Merryl went to the 9/11 museum when it first opened up because survivors were allowed to go for free.

As soon as she walked in, she saw people taking family photos and selfies all throughout the museum.

“It’s hallow ground,” Merryl angrily said. “They disgust me.”

She never stepped foot back.


‘One Word: Terrorism’

Merryl and Brian have coped with this tragedy in similar yet different ways.

Merryl tried group therapy. She made a commitment and said she would give it a try but never lived up to that commitment. She has her own way of coping, and speaking to interested people about her experience is how she moves forward.

Brian also feels that speaking to people and informing them of that damned day has helped him. He has also made a commitment to consistently volunteer at the September 11 museum every Sunday with Cyndi.


“What are you going to do? You have to move forward. You have to cope, and there’s no wrong way to cope as long as it’s not going to harm someone,” Merryl states.

They realize it is a feeling that will never go away. The previous generation had Pearl Harbor. This generation has 9/11.

“When I think of Sept. 11, there’s one word that comes to mind: Terrorism. I see Bin Laden’s face,” Merryl says.

Merryl’s mother was in her older years, and knew she was going to die soon.

“My mother wouldn’t allow herself to die. She held on for one reason: to watch Bin Laden get caught. She would not die in peace until she knew I could live in peace.”

That day came on May 2 of 2011 when Merryl and her mother were watching the news. President Barack Obama went on air and told the world that Osama Bin Laden had been found and confined.

Later that night, Merryl’s mother took her last breath.


To survive such a day is heroic to many of us who can’t comprehend what it was really like.

“I feel like a celebrity sometimes because people are so curious about my life and how I survived,” Merryl says, wishing she wasn’t compared to anyone famous.

She doesn’t want to be famous. Never did. She says she feels deteriorated now. But at the same time, she has changed, re-shaped herself and her life.

“I appreciate so much more in life like snow, flowers and smiling,” she says to me in a light toned voice.

Merryl and Brian are at peace with the fact that they won’t ever be the persons they used to be.

“It’s okay to be who I am now,” Brian says to me as his wife looks at him in agreement.

“I am very lucky to have been given these past fourteen years of life after 9/11. Yes, I still feel survivor guilt, and no, I am not as emotionally strong as I want to be,” Merryl states. “But I’m fortunate to be here still.
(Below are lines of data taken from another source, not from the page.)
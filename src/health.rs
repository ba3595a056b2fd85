use crate::state::AppState;
use actix_web::{web, HttpResponse};
use serde_json::json;

pub async fn health_check(state: web::Data<AppState>) -> HttpResponse {
    let metrics = state.get_metrics_snapshot();
    let config = state.get_config();
    let session = state.session.snapshot();

    HttpResponse::Ok().json(json!({
        "status": if state.session.is_running() { "healthy" } else { "degraded" },
        "timestamp": chrono::Utc::now().to_rfc3339(),
        "uptime_seconds": state.get_uptime_seconds(),
        "service": {
            "name": env!("CARGO_PKG_NAME"),
            "version": env!("CARGO_PKG_VERSION"),
            "host": config.server.host,
            "port": config.server.port
        },
        "metrics": {
            "total_requests": metrics.request_count,
            "total_errors": metrics.error_count,
            "error_rate": metrics.error_rate(),
            "event_subscribers": metrics.event_subscribers
        },
        "memory": get_memory_info(),
        "live": {
            "model": config.live.model,
            "voice": config.live.voice,
            "api_key_configured": !config.live.api_key.is_empty(),
            "audio_backend": config.audio.backend,
            "driver_running": state.session.is_running(),
            "state": session.state,
            "error_code": session.error_code
        }
    }))
}

pub async fn detailed_metrics(state: web::Data<AppState>) -> HttpResponse {
    let metrics = state.get_metrics_snapshot();
    let uptime_seconds = state.get_uptime_seconds();
    let session = state.session.snapshot();

    let mut endpoint_stats = Vec::new();
    for (endpoint, metric) in metrics.endpoint_metrics.iter() {
        endpoint_stats.push(json!({
            "endpoint": endpoint,
            "request_count": metric.request_count,
            "error_count": metric.error_count,
            "error_rate": metric.error_rate(),
            "average_duration_ms": metric.average_duration_ms(),
            "total_duration_ms": metric.total_duration_ms
        }));
    }

    HttpResponse::Ok().json(json!({
        "timestamp": chrono::Utc::now().to_rfc3339(),
        "uptime_seconds": uptime_seconds,
        "overall": {
            "total_requests": metrics.request_count,
            "total_errors": metrics.error_count,
            "error_rate": metrics.error_rate(),
            "event_subscribers": metrics.event_subscribers,
            "requests_per_second": if uptime_seconds > 0 {
                metrics.request_count as f64 / uptime_seconds as f64
            } else {
                0.0
            }
        },
        "endpoints": endpoint_stats,
        "memory": get_memory_info(),
        "session": {
            "state": session.state,
            "activations": session.stats.activations,
            "frames_sent": session.stats.frames_sent,
            "chunks_scheduled": session.stats.chunks_scheduled,
            "interruptions": session.stats.interruptions,
            "playback_errors": session.stats.playback_errors,
            "active_sources": session.active_sources
        }
    }))
}

fn get_memory_info() -> serde_json::Value {
    #[cfg(target_os = "linux")]
    {
        if let Ok(status) = std::fs::read_to_string("/proc/self/status") {
            let mut vm_rss = 0;
            let mut vm_size = 0;

            for line in status.lines() {
                let kb = || {
                    line.split_whitespace()
                        .nth(1)
                        .and_then(|v| v.parse::<u64>().ok())
                        .unwrap_or(0)
                };
                if line.starts_with("VmRSS:") {
                    vm_rss = kb() * 1024;
                } else if line.starts_with("VmSize:") {
                    vm_size = kb() * 1024;
                }
            }

            return json!({
                "resident_memory_bytes": vm_rss,
                "virtual_memory_bytes": vm_size,
                "available": true
            });
        }
    }

    json!({
        "resident_memory_bytes": 0,
        "virtual_memory_bytes": 0,
        "available": false,
        "note": "Memory info not available on this platform"
    })
}

#[cfg(test)]
mod tests {
    use super::*;
    use crate::state::tests::test_state;
    use actix_web::{test, App};

    #[actix_web::test]
    async fn test_health_reports_session() {
        let state = test_state();
        let app = test::init_service(
            App::new()
                .app_data(web::Data::new(state))
                .route("/health", web::get().to(health_check))
                .route("/metrics", web::get().to(detailed_metrics)),
        )
        .await;

        let body: serde_json::Value =
            test::call_and_read_body_json(&app, test::TestRequest::get().uri("/health").to_request()).await;
        assert_eq!(body["status"], "healthy");
        assert_eq!(body["live"]["api_key_configured"], false);
        assert_eq!(body["live"]["error_code"], "api_key_missing");

        let body: serde_json::Value =
            test::call_and_read_body_json(&app, test::TestRequest::get().uri("/metrics").to_request()).await;
        assert_eq!(body["session"]["activations"], 0);
    }
}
I’m fortunate to have survived.”

‘I Am A Survivor’

What is the definition of a survivor?

One definition says: “A person who continues to function or prosper in spite of opposition, hardships, or setbacks.”

Another states: “A person who survives, especially a person remaining alive after an event in which others have died.”

So how can one really define who survived Sept. 11?

Were the survivors just the people who were in the towers when the planes hit? Were survivors all the people who


survived within fifty miles of the crash? Maybe survivors were those living in New York or Washington D.C. on the day of the Pentagon and Twin Tower attacks.

Or maybe a survivor is one thing and just being affected by terrorism is something else.

But ultimately, one cannot put such a distinct description on what a survivor is.

Brian is most definitely a survivor. Meryl is also without a doubt a survivor.

Any man or woman who made it out of those Twin Towers is the ultimate definition of a survivor. The families and friends they left behind, who mourn for them and miss their voices, they are survivors too.


Merryl told me to listen to a song called I am Woman.

She quoted the song while including her own lyrics: “I cry and in-between I roar.”

Later she told me, “It’s okay that I’m not okay.” And of course, I agreed. “You’re right. It is okay that you’re not okay.”

To quote I am Woman: “Yes, I am wise, but it’s wisdom born of pain. Yes, I’ve paid the price, but look how much I’ve gained. If I have to, I can do anything. I am strong. I am invincible. I am woman.”

“I am a survivor,” Brian powerfully declares.

Merryl vigorously adds, “And I’m still surviving.”